The city reported last Thursday that the high lead levels were found in drinking water across a couple testing sites. According to Matt Honer, city administrator, this does not mean there’s lead in the entire water system.

“I agree with Matt our water system is safe,” Nathan Fosbinder, water and sewer superintendent, said. “This was a testing procedure, and we test those sites for a reason.” Testing sites are homes in the city, he explained.

Fosbinder is now turning to educate the public about service laterals. Laterals connect homes to larger water systems.
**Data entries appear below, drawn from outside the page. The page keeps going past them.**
// src/dag/scheduler_step.rs

//! Step-by-step result types for the scheduler.

use crate::dag::task_info::ScheduledTask;
use crate::engine::TaskName;

/// Structured result of a single completion step.
///
/// Useful for tests that drive the scheduler by hand and assert on what
/// changed.
#[derive(Debug, Clone, Default, PartialEq, Eq)]
pub struct SchedulerStep {
    /// Whether the completion was applied. `false` for unknown tasks and
    /// tasks that were not in flight.
    pub accepted: bool,
    /// Tasks that became ready in this step, in enqueue order.
    pub newly_ready: Vec<TaskName>,
    /// Tasks marked skipped because of a failure in this step.
    pub newly_skipped: Vec<TaskName>,
    /// Clarify/retry tasks injected in this step.
    pub injected: Vec<TaskName>,
    /// Every registered task is now terminal.
    pub run_just_finished: bool,
}

/// Tasks taken off the ready queue.
#[derive(Debug, Clone, Default, PartialEq, Eq)]
pub struct Dispatch {
    /// For the local worker pool (human and shell roles).
    pub local: Vec<ScheduledTask>,
    /// For the external AI subsystem.
    pub external: Vec<ScheduledTask>,
}

impl Dispatch {
    pub fn is_empty(&self) -> bool {
        self.local.is_empty() && self.external.is_empty()
    }
}
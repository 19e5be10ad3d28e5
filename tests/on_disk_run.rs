// tests/on_disk_run.rs

#![cfg(unix)]

mod common;
use crate::common::builders::{ProjectBuilder, TaskBuilder};
use crate::common::{init_tracing, join_with_timeout, with_timeout};

use std::error::Error;
use std::fs;
use std::sync::Arc;
use std::time::Duration;

use clap::Parser;
use tempfile::TempDir;

use clampany::cli::CliArgs;
use clampany::dag::{ClarificationPolicy, Scheduler};
use clampany::engine::{Runtime, RuntimeOptions, run_tasks};
use clampany::exec::{ExecutorRegistry, QueueFileDispatcher};
use clampany::fs::{FileSystem, RealFileSystem};
use clampany::logging::RUN_LOG_FILE;
use clampany::persist::{ArtifactStore, RunSummary};
use clampany::watch::spawn_output_watcher;

type TestResult = Result<(), Box<dyn Error>>;

#[tokio::test]
async fn shell_chain_writes_outputs_and_summary() -> TestResult {
    init_tracing();

    let dir = TempDir::new()?;
    let project = ProjectBuilder::new()
        .with_task(TaskBuilder::new("gen").shell("printf hello").build())
        .with_task(
            TaskBuilder::new("upper")
                .shell("printf '%s' \"$CLAMPANY_INPUT\" | tr a-z A-Z")
                .after("gen")
                .build(),
        )
        .with_task(TaskBuilder::new("broken").shell("exit 7").build())
        .build();

    let fs: Arc<dyn FileSystem> = Arc::new(RealFileSystem);
    let store = ArtifactStore::new(Arc::clone(&fs), dir.path().join("run-1"), "1");
    store.prepare()?;
    let queue = Arc::new(QueueFileDispatcher::new(Arc::clone(&fs), dir.path().join("queue")));

    let summary = with_timeout(run_tasks(
        project.graph(),
        project.roles(),
        ExecutorRegistry::from_roles(project.roles()),
        queue,
        store.clone(),
        RuntimeOptions { max_parallel: 2 },
        ClarificationPolicy::default(),
    ))
    .await??;

    assert_eq!(fs::read_to_string(store.output_path("upper"))?, "HELLO");
    assert!(summary.failures.get("broken").is_some_and(|e| e.contains("exit status: 7")));
    assert!(!summary.is_success());

    let on_disk = RunSummary::from_toml(&fs::read_to_string(dir.path().join("run-1/run.toml"))?)?;
    assert_eq!(on_disk.tasks.get("upper").map(String::as_str), Some("succeeded"));

    Ok(())
}

#[tokio::test]
async fn ai_output_file_completes_the_task() -> TestResult {
    init_tracing();

    let dir = TempDir::new()?;
    let project = ProjectBuilder::new()
        .with_task(TaskBuilder::new("plan").role("planner1").prompt("Plan it").build())
        .with_task(
            TaskBuilder::new("echo")
                .shell("printf '%s' \"$CLAMPANY_INPUT\"")
                .after("plan")
                .build(),
        )
        .build();

    let fs: Arc<dyn FileSystem> = Arc::new(RealFileSystem);
    let store = ArtifactStore::new(Arc::clone(&fs), dir.path().join("run-2"), "2");
    store.prepare()?;
    let queue_dir = dir.path().join("queue");
    let queue = Arc::new(
        QueueFileDispatcher::new(Arc::clone(&fs), &queue_dir).with_output_dir(store.outputs_dir()),
    );

    let scheduler = Scheduler::new(
        project.graph(),
        project.roles(),
        ClarificationPolicy::default(),
    );
    let runtime = Runtime::with_worker_pool(
        scheduler,
        RuntimeOptions { max_parallel: 1 },
        ExecutorRegistry::from_roles(project.roles()),
        queue,
        store.clone(),
    );
    let _watcher = spawn_output_watcher(
        store.outputs_dir(),
        Arc::clone(&fs),
        runtime.completion_handle(),
    )?;
    let run = tokio::spawn(runtime.run());

    // Play the AI session: wait for the queue entry, then answer.
    let queue_file = queue_dir.join("planner_queue.md");
    with_timeout(async {
        while !queue_file.exists() {
            tokio::time::sleep(Duration::from_millis(10)).await;
        }
    })
    .await?;
    assert!(fs::read_to_string(&queue_file)?.starts_with("[planner1]\nPlan it\n"));

    fs::write(store.output_path("plan"), "step 1, step 2")?;

    let summary = join_with_timeout(run).await??;
    assert!(summary.is_success());
    assert_eq!(fs::read_to_string(store.output_path("echo"))?, "step 1, step 2");

    Ok(())
}

#[tokio::test]
async fn cli_run_keeps_a_log_next_to_its_artifacts() -> TestResult {
    init_tracing();

    let dir = TempDir::new()?;
    let tasks = dir.path().join("tasks.toml");
    let roles = dir.path().join("roles.toml");
    fs::write(
        &tasks,
        "[[task]]\nname = \"hello\"\nrole = \"ci\"\ncommand = \"printf hi\"\n",
    )?;
    fs::write(&roles, "[[role]]\nname = \"ci\"\ntype = \"shell\"\n")?;

    let args = CliArgs::parse_from([
        "clampany",
        "--tasks",
        tasks.to_str().ok_or("non-utf8 temp path")?,
        "--roles",
        roles.to_str().ok_or("non-utf8 temp path")?,
        "--output-dir",
        dir.path().join("runs").to_str().ok_or("non-utf8 temp path")?,
        "--queue-dir",
        dir.path().join("queue").to_str().ok_or("non-utf8 temp path")?,
    ]);

    let summary = with_timeout(clampany::run(args))
        .await??
        .ok_or("expected a run summary, got a dry run")?;
    assert!(summary.is_success());

    let run_dir = dir.path().join("runs").join(format!("run-{}", summary.run_id));
    assert_eq!(fs::read_to_string(run_dir.join("outputs/hello.md"))?, "hi");

    let log = fs::read_to_string(run_dir.join(RUN_LOG_FILE))?;
    assert!(log.contains("task succeeded"), "run log was: {log}");
    assert!(!log.contains('\u{1b}'), "run log carries ANSI escapes");

    Ok(())
}
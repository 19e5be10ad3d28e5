// src/watch/outputs.rs

use std::collections::HashSet;
use std::path::{Path, PathBuf};
use std::sync::Arc;

use anyhow::Result;
use notify::{Config, Event, EventKind, RecommendedWatcher, RecursiveMode, Watcher};
use tracing::{debug, info, warn};

use crate::config::model::task_name_problem;
use crate::engine::{CompletionHandle, TaskName};
use crate::fs::FileSystem;
use crate::persist::output_file_name;

/// Handle for the output watcher.
///
/// This exists mainly so the underlying `RecommendedWatcher` is kept alive for
/// as long as needed. Dropping this handle will stop file watching.
pub struct WatcherHandle {
    _inner: RecommendedWatcher,
}

impl std::fmt::Debug for WatcherHandle {
    fn fmt(&self, f: &mut std::fmt::Formatter<'_>) -> std::fmt::Result {
        f.debug_struct("WatcherHandle").finish()
    }
}

/// Task name for an output file: `outputs/plan.md` -> `plan`.
///
/// Inverse of [`output_file_name`]; files whose stem is not a valid task
/// name are not outputs.
pub fn task_for_path(path: &Path) -> Option<TaskName> {
    let stem = path.file_stem()?.to_str()?;
    if task_name_problem(stem).is_some() {
        return None;
    }
    let file = path.file_name()?.to_str()?;
    (output_file_name(stem) == file).then(|| stem.to_string())
}

/// Remembers which outputs were already reported, so each task completes at
/// most once no matter how many write events its file produces.
#[derive(Debug, Default)]
pub struct OutputTracker {
    reported: HashSet<TaskName>,
}

impl OutputTracker {
    pub fn new() -> Self {
        Self::default()
    }

    /// Task and output for `path`, the first time it holds non-empty content.
    pub fn observe(&mut self, fs: &dyn FileSystem, path: &Path) -> Option<(TaskName, String)> {
        let task = task_for_path(path)?;
        if self.reported.contains(&task) {
            return None;
        }

        let output = match fs.read_to_string(path) {
            Ok(text) => text,
            Err(err) => {
                debug!(path = %path.display(), error = %err, "output file not readable yet");
                return None;
            }
        };
        if output.trim().is_empty() {
            return None;
        }

        self.reported.insert(task.clone());
        Some((task, output))
    }
}

/// Watch `outputs_dir` and complete AI tasks through `completion`.
///
/// The directory is created if missing. AI sessions should write each output
/// file in one go: the first non-empty content seen is taken as final.
pub fn spawn_output_watcher(
    outputs_dir: impl Into<PathBuf>,
    fs: Arc<dyn FileSystem>,
    completion: CompletionHandle,
) -> Result<WatcherHandle> {
    let outputs_dir = outputs_dir.into();
    fs.create_dir_all(&outputs_dir)?;

    // Channel from the blocking notify callback into the async world.
    let (event_tx, mut event_rx) = tokio::sync::mpsc::unbounded_channel::<Event>();

    // Closure called synchronously by notify whenever an event arrives.
    let mut watcher = RecommendedWatcher::new(
        move |res: notify::Result<Event>| match res {
            Ok(event) => {
                if let Err(err) = event_tx.send(event) {
                    // We can't log via tracing here easily, so fallback to stderr.
                    eprintln!("clampany: failed to forward notify event: {err}");
                }
            }
            Err(err) => {
                eprintln!("clampany: file watch error: {err}");
            }
        },
        Config::default(),
    )?;

    watcher.watch(&outputs_dir, RecursiveMode::NonRecursive)?;

    info!("output watcher started on {:?}", outputs_dir);

    tokio::spawn(async move {
        let mut tracker = OutputTracker::new();

        while let Some(event) = event_rx.recv().await {
            if !matches!(event.kind, EventKind::Create(_) | EventKind::Modify(_)) {
                continue;
            }
            debug!(?event, "received notify event");

            for path in &event.paths {
                let Some((task, output)) = tracker.observe(fs.as_ref(), path) else {
                    continue;
                };
                info!(task = %task, "AI output detected");
                if let Err(err) = completion.complete(task, output).await {
                    warn!(error = %err, "runtime no longer accepts completions; stopping watcher");
                    return;
                }
            }
        }
        debug!("watcher event loop finished");
    });

    Ok(WatcherHandle { _inner: watcher })
}
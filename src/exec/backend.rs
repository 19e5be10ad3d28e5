// src/exec/backend.rs

//! Pluggable executor backend abstraction.
//!
//! The runtime talks to an `ExecutorBackend` instead of a raw mpsc sender.
//! This makes it easy to swap in a fake backend in tests while keeping the
//! production worker pool in [`pool`](super::pool).

use std::future::Future;
use std::pin::Pin;

use crate::dag::ScheduledTask;
use crate::errors::Result;

/// Trait abstracting how locally executed tasks are run.
///
/// Implementations must report every dispatched task back to the runtime as a
/// `RuntimeEvent::TaskFinished`, exactly once.
pub trait ExecutorBackend: Send {
    /// Dispatch the given tasks for execution.
    ///
    /// The runtime never dispatches more tasks than there are free workers,
    /// so this should not wait for a worker to become idle.
    fn dispatch(
        &mut self,
        tasks: Vec<ScheduledTask>,
    ) -> Pin<Box<dyn Future<Output = Result<()>> + Send + '_>>;

    /// No more tasks will be dispatched. Resolves once every worker has
    /// exited. Calling it twice is a no-op.
    fn close(&mut self) -> Pin<Box<dyn Future<Output = Result<()>> + Send + '_>>;
}
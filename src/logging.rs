// src/logging.rs

//! Logging setup for `clampany` using `tracing` + `tracing-subscriber`.
//!
//! Priority for determining the log level:
//! 1. `--log-level` CLI flag (if provided)
//! 2. `CLAMPANY_LOG` environment variable (e.g. "info", "debug")
//! 3. default to `info`
//!
//! Two layers are installed:
//! - STDERR, so that stdout stays free for human prompts and dry-run output;
//! - the run log, `<run_dir>/log.txt`. It stays silent until a run directory
//!   is attached with [`attach_run_log`], then mirrors every event of the run
//!   without ANSI colours.

use std::io::{self, Write};
use std::path::Path;
use std::sync::{Arc, Mutex, MutexGuard, OnceLock, PoisonError};

use anyhow::{Context, Result, anyhow};
use tracing::Subscriber;
use tracing_appender::rolling::{RollingFileAppender, Rotation};
use tracing_subscriber::filter::LevelFilter;
use tracing_subscriber::layer::SubscriberExt;
use tracing_subscriber::registry::LookupSpan;
use tracing_subscriber::util::SubscriberInitExt;
use tracing_subscriber::{Layer, fmt};

use crate::cli::LogLevel;

pub const LOG_ENV: &str = "CLAMPANY_LOG";

/// Name of the per-run log file inside the run directory.
pub const RUN_LOG_FILE: &str = "log.txt";

type RunLogSlot = Arc<Mutex<Option<RollingFileAppender>>>;

fn run_log_slot() -> &'static RunLogSlot {
    static SLOT: OnceLock<RunLogSlot> = OnceLock::new();
    SLOT.get_or_init(RunLogSlot::default)
}

fn lock(slot: &RunLogSlot) -> MutexGuard<'_, Option<RollingFileAppender>> {
    slot.lock().unwrap_or_else(PoisonError::into_inner)
}

/// Writer handed to the run-log layer. Drops output while no run is attached.
struct RunLogWriter {
    slot: RunLogSlot,
}

impl Write for RunLogWriter {
    fn write(&mut self, buf: &[u8]) -> io::Result<usize> {
        match lock(&self.slot).as_mut() {
            Some(file) => file.write(buf),
            None => Ok(buf.len()),
        }
    }

    fn flush(&mut self) -> io::Result<()> {
        match lock(&self.slot).as_mut() {
            Some(file) => file.flush(),
            None => Ok(()),
        }
    }
}

/// Keeps the run log attached; dropping it detaches the file.
#[derive(Debug)]
#[must_use = "the run log is detached when the guard is dropped"]
pub struct RunLogGuard {
    _private: (),
}

impl Drop for RunLogGuard {
    fn drop(&mut self) {
        lock(run_log_slot()).take();
    }
}

/// Start mirroring log events into `<run_dir>/log.txt`.
///
/// The file is created (or appended to) right away, whether or not the
/// global subscriber carries the run-log layer.
pub fn attach_run_log(run_dir: &Path) -> Result<RunLogGuard> {
    let appender = RollingFileAppender::builder()
        .rotation(Rotation::NEVER)
        .filename_prefix(RUN_LOG_FILE)
        .build(run_dir)
        .with_context(|| format!("creating {}", run_dir.join(RUN_LOG_FILE).display()))?;

    *lock(run_log_slot()) = Some(appender);
    Ok(RunLogGuard { _private: () })
}

/// Layer writing to the attached run log, if any.
pub fn run_log_layer<S>(level: LevelFilter) -> impl Layer<S>
where
    S: Subscriber + for<'a> LookupSpan<'a>,
{
    fmt::layer()
        .with_ansi(false)
        .with_target(true)
        .with_writer(|| RunLogWriter {
            slot: Arc::clone(run_log_slot()),
        })
        .with_filter(level)
}

/// Initialise global logging subscriber.
///
/// Safe to call once at startup.
pub fn init_logging(cli_level: Option<LogLevel>) -> Result<()> {
    let level = resolve_level(cli_level, std::env::var(LOG_ENV).ok().as_deref());
    let filter = LevelFilter::from_level(level);

    let stderr = fmt::layer()
        .with_target(true)
        .with_thread_ids(false)
        .with_thread_names(false)
        .with_writer(io::stderr)
        .with_filter(filter);

    tracing_subscriber::registry()
        .with(stderr)
        .with(run_log_layer(filter))
        .try_init()
        .map_err(|e| anyhow!("initialising logging: {e}"))?;

    Ok(())
}

fn resolve_level(cli_level: Option<LogLevel>, env_level: Option<&str>) -> tracing::Level {
    match cli_level {
        Some(lvl) => level_from_log_level(lvl),
        None => env_level
            .and_then(parse_level_str)
            .unwrap_or(tracing::Level::INFO),
    }
}

fn level_from_log_level(lvl: LogLevel) -> tracing::Level {
    match lvl {
        LogLevel::Error => tracing::Level::ERROR,
        LogLevel::Warn => tracing::Level::WARN,
        LogLevel::Info => tracing::Level::INFO,
        LogLevel::Debug => tracing::Level::DEBUG,
        LogLevel::Trace => tracing::Level::TRACE,
    }
}

fn parse_level_str(s: &str) -> Option<tracing::Level> {
    match s.trim().to_lowercase().as_str() {
        "error" => Some(tracing::Level::ERROR),
        "warn" | "warning" => Some(tracing::Level::WARN),
        "info" => Some(tracing::Level::INFO),
        "debug" => Some(tracing::Level::DEBUG),
        "trace" => Some(tracing::Level::TRACE),
        _ => None,
    }
}

#[cfg(test)]
mod tests {
    use super::*;

    #[test]
    fn cli_flag_wins_over_env() {
        assert_eq!(
            resolve_level(Some(LogLevel::Debug), Some("error")),
            tracing::Level::DEBUG
        );
        assert_eq!(resolve_level(None, Some(" WARNING ")), tracing::Level::WARN);
        assert_eq!(resolve_level(None, Some("loud")), tracing::Level::INFO);
        assert_eq!(resolve_level(None, None), tracing::Level::INFO);
    }

    #[test]
    fn attached_run_log_receives_writes_until_detached() {
        let dir = tempfile::TempDir::new().unwrap();
        let mut writer = RunLogWriter {
            slot: Arc::clone(run_log_slot()),
        };

        let guard = attach_run_log(dir.path()).unwrap();
        writer.write_all(b"INFO task succeeded\n").unwrap();
        drop(guard);
        writer.write_all(b"after detach\n").unwrap();

        let text = std::fs::read_to_string(dir.path().join(RUN_LOG_FILE)).unwrap();
        assert_eq!(text, "INFO task succeeded\n");
    }
}
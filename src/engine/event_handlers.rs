// src/engine/event_handlers.rs

//! Event handling logic for the core runtime.

use tracing::debug;

use crate::dag::{ScheduledTask, Scheduler, SchedulerStep};
use crate::engine::{TaskName, TaskOutcome};

/// Command produced by the pure core, to be executed by the outer IO shell.
#[derive(Debug, Clone, PartialEq, Eq)]
pub enum CoreCommand {
    /// Send these tasks to the local worker pool.
    DispatchLocal(Vec<ScheduledTask>),
    /// Hand these tasks to the external AI subsystem.
    DispatchExternal(Vec<ScheduledTask>),
    /// Persist the output of a succeeded task.
    PersistOutput { task: TaskName, output: String },
    /// Every task is terminal: close the dispatch queue. Issued once per run.
    CloseQueue,
}

/// Decision returned by the core after handling a single event.
#[derive(Debug, Clone, Default)]
pub struct CoreStep {
    /// Commands the IO shell should execute, in order.
    pub commands: Vec<CoreCommand>,
    /// Whether the outer runtime loop should keep running.
    pub keep_running: bool,
}

/// Counters the core keeps next to the scheduler.
#[derive(Debug, Clone, Copy, Default)]
pub struct Slots {
    /// Tasks handed to local workers whose completion has not arrived yet.
    pub in_flight: usize,
    /// Size of the worker pool.
    pub capacity: usize,
}

impl Slots {
    pub fn free(&self) -> usize {
        self.capacity.saturating_sub(self.in_flight)
    }
}

/// Handle a completion reported by a local worker.
pub fn handle_task_finished(
    scheduler: &mut Scheduler,
    slots: &mut Slots,
    task: TaskName,
    outcome: TaskOutcome,
) -> Vec<CoreCommand> {
    let persist = persist_command(&task, &outcome);
    let step = scheduler.complete(&task, outcome);
    if !step.accepted {
        return Vec::new();
    }
    slots.in_flight = slots.in_flight.saturating_sub(1);

    after_completion(scheduler, slots, &task, step, persist)
}

/// Handle a completion signalled by the external AI subsystem.
pub fn handle_external_completed(
    scheduler: &mut Scheduler,
    slots: &mut Slots,
    task: TaskName,
    outcome: TaskOutcome,
) -> Vec<CoreCommand> {
    let persist = persist_command(&task, &outcome);
    let step = scheduler.complete_external(&task, outcome);
    if !step.accepted {
        return Vec::new();
    }

    after_completion(scheduler, slots, &task, step, persist)
}

/// Take as much from the ready queue as the free worker slots allow.
pub fn dispatch_ready(scheduler: &mut Scheduler, slots: &mut Slots) -> Vec<CoreCommand> {
    let dispatch = scheduler.take_ready(slots.free());
    let mut commands = Vec::new();

    if !dispatch.external.is_empty() {
        commands.push(CoreCommand::DispatchExternal(dispatch.external));
    }
    if !dispatch.local.is_empty() {
        slots.in_flight += dispatch.local.len();
        commands.push(CoreCommand::DispatchLocal(dispatch.local));
    }

    commands
}

fn persist_command(task: &str, outcome: &TaskOutcome) -> Option<CoreCommand> {
    match outcome {
        TaskOutcome::Success(output) => Some(CoreCommand::PersistOutput {
            task: task.to_string(),
            output: output.clone(),
        }),
        TaskOutcome::Failed(_) => None,
    }
}

fn after_completion(
    scheduler: &mut Scheduler,
    slots: &mut Slots,
    task: &str,
    step: SchedulerStep,
    persist: Option<CoreCommand>,
) -> Vec<CoreCommand> {
    debug!(
        task = %task,
        newly_ready = ?step.newly_ready,
        newly_skipped = ?step.newly_skipped,
        injected = ?step.injected,
        "completion applied"
    );

    let mut commands: Vec<CoreCommand> = persist.into_iter().collect();
    commands.extend(dispatch_ready(scheduler, slots));
    commands
}
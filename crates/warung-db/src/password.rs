//! # Password Hashing
//!
//! argon2id PHC strings for the `users.password_hash` column. Used by the
//! login route, the startup admin bootstrap and the seed binary.

use argon2::password_hash::rand_core::OsRng;
use argon2::password_hash::SaltString;
use argon2::{Argon2, PasswordHash, PasswordHasher, PasswordVerifier};

use crate::error::{DbError, DbResult};

/// Hashes a password for storage.
pub fn hash_password(password: &str) -> DbResult<String> {
    let salt = SaltString::generate(&mut OsRng);

    let hash = Argon2::default()
        .hash_password(password.as_bytes(), &salt)
        .map_err(|e| DbError::Internal(format!("Failed to hash password: {}", e)))?;

    Ok(hash.to_string())
}

/// Verifies a password against a stored hash.
///
/// An unparseable hash verifies as `false`.
pub fn verify_password(password: &str, hash: &str) -> bool {
    let parsed_hash = match PasswordHash::new(hash) {
        Ok(h) => h,
        Err(_) => return false,
    };

    Argon2::default()
        .verify_password(password.as_bytes(), &parsed_hash)
        .is_ok()
}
If they’re made out of lead and the infrastructure is breaking down, people who drink water from it may be exposed to more levels of the element than those whose laterals are made of other materials, like copper or plastic.

“If you don’t have a lead lateral, I really don’t think there’s much of a reason for concern at all,” Fosbinder said.

The health risks are greatest among infants, young children and pregnant women, according to Debbie Siegenthaler, Iowa Co. health officer. She says too much lead can interfere with how much blood carries oxygen to the rest of the body and can damage organs.

The city has notified “high-risk facilities,” like schools, daycares and assisted living centers. Other rules to follow include conducting additional tests by the end of the year at other sites, as required by the Department of Natural Resources, Fosbinder said.

The Mineral Point School District does not have buildings with lead service lines, superintendent Mitch Wainwright told NBC15. As a precaution, the district has submitted a sample for testing and is waiting for results to return. Students or staff with concerns can drink from bottled waters bought by the district.

According to the city, these are some steps to reduce exposure to lead in water:

  • Run water for 15-30 seconds to flush lead from interior plumbing or until it becomes cold or reaches a steady temperature before using it for drinking or cooking if it hasn’t been used for several hours.
  • Use cold water for cooking and preparing baby formula.
  • Do not boil water to remove lead. Boiling water will not reduce lead.
  • Consider purchasing bottled water or a water filter.
  • Test your water for lead. Nearby state-certified labs include the Iowa County Health Department. Water sample collection kits from the Health Department can be picked up at Mineral Point City Hall or at the Health Department Monday through Friday between 8:00-4:30 PM. The cost is $35.